BEGIN

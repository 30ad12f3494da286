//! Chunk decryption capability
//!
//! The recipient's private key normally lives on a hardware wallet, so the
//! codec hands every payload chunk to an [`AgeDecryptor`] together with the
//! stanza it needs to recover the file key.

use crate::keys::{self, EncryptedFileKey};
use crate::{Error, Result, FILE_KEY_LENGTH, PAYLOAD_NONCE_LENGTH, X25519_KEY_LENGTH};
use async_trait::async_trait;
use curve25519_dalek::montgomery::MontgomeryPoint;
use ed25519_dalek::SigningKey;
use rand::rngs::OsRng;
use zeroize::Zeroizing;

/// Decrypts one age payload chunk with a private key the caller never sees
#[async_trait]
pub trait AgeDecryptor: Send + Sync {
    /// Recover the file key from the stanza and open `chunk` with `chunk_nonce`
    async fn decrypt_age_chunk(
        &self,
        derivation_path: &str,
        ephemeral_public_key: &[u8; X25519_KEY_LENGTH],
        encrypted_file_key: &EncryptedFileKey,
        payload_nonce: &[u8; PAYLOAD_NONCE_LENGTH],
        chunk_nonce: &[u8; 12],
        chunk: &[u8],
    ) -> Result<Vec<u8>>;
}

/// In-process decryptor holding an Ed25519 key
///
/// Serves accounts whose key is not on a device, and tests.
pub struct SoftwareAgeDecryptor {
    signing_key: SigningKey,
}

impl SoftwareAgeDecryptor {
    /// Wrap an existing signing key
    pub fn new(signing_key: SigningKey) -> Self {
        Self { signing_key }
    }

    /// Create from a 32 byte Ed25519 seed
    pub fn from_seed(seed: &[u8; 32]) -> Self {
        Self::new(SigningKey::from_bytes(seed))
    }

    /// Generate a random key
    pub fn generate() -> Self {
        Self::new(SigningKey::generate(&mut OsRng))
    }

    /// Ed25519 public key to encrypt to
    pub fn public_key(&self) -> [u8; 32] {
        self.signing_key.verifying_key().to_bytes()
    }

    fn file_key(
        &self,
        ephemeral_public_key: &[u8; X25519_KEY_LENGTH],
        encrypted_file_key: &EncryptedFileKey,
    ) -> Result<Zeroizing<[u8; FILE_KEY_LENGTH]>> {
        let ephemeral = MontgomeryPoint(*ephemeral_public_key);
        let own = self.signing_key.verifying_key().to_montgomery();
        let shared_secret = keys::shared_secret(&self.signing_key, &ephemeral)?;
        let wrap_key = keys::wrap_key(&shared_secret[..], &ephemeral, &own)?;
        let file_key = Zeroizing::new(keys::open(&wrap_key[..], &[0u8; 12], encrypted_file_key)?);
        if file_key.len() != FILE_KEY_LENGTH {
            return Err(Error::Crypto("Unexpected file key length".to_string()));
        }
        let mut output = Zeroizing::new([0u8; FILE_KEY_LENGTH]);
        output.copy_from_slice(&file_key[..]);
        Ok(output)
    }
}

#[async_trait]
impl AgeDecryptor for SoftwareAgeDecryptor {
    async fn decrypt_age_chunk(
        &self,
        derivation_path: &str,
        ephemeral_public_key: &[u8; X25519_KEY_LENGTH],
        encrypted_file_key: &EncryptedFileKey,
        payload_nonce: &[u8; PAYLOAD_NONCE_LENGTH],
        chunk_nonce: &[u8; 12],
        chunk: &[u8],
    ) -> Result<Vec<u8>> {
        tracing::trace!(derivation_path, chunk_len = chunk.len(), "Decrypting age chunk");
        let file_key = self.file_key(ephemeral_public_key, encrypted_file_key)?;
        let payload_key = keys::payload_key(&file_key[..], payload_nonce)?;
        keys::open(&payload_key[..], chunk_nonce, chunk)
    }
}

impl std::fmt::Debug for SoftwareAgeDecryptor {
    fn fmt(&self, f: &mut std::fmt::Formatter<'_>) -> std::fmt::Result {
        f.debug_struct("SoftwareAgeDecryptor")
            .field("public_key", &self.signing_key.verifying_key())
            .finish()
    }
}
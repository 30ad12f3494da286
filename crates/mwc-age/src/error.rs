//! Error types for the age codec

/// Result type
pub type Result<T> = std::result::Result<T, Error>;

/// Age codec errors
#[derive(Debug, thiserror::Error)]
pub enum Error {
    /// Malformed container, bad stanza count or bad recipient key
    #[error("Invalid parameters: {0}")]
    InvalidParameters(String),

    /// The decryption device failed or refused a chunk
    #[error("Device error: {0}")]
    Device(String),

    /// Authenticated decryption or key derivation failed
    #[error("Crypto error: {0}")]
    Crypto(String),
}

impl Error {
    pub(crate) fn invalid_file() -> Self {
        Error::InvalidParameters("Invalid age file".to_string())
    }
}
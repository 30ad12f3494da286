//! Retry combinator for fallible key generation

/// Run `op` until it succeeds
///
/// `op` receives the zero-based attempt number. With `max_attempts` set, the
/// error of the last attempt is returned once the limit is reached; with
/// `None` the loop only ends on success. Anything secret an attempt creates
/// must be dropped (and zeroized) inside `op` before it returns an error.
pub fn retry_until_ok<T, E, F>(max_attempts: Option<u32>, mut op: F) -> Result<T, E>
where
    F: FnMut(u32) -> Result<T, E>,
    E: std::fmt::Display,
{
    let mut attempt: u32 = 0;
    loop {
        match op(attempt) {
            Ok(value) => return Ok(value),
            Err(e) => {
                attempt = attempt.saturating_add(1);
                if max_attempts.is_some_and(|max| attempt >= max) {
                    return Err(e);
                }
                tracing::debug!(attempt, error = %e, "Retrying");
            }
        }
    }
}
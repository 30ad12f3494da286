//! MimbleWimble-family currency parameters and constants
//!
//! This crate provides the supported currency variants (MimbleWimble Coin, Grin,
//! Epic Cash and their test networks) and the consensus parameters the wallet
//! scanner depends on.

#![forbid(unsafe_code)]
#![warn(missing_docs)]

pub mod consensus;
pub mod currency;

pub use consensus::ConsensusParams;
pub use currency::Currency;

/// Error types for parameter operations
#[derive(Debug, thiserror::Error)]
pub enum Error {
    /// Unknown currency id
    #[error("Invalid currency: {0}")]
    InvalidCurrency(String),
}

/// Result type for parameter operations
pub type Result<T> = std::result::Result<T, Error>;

END

Reproduce, exactly and with both ends included, every line from the one that contains "This crate provides" to the end of the listing above.

◆ **Reply to the task**:
//! This crate provides the supported currency variants (MimbleWimble Coin, Grin,
//! Epic Cash and their test networks) and the consensus parameters the wallet
//! scanner depends on.

#![forbid(unsafe_code)]
#![warn(missing_docs)]

pub mod consensus;
pub mod currency;

pub use consensus::ConsensusParams;
pub use currency::Currency;

/// Error types for parameter operations
#[derive(Debug, thiserror::Error)]
pub enum Error {
    /// Unknown currency id
    #[error("Invalid currency: {0}")]
    InvalidCurrency(String),
}

/// Result type for parameter operations
pub type Result<T> = std::result::Result<T, Error>;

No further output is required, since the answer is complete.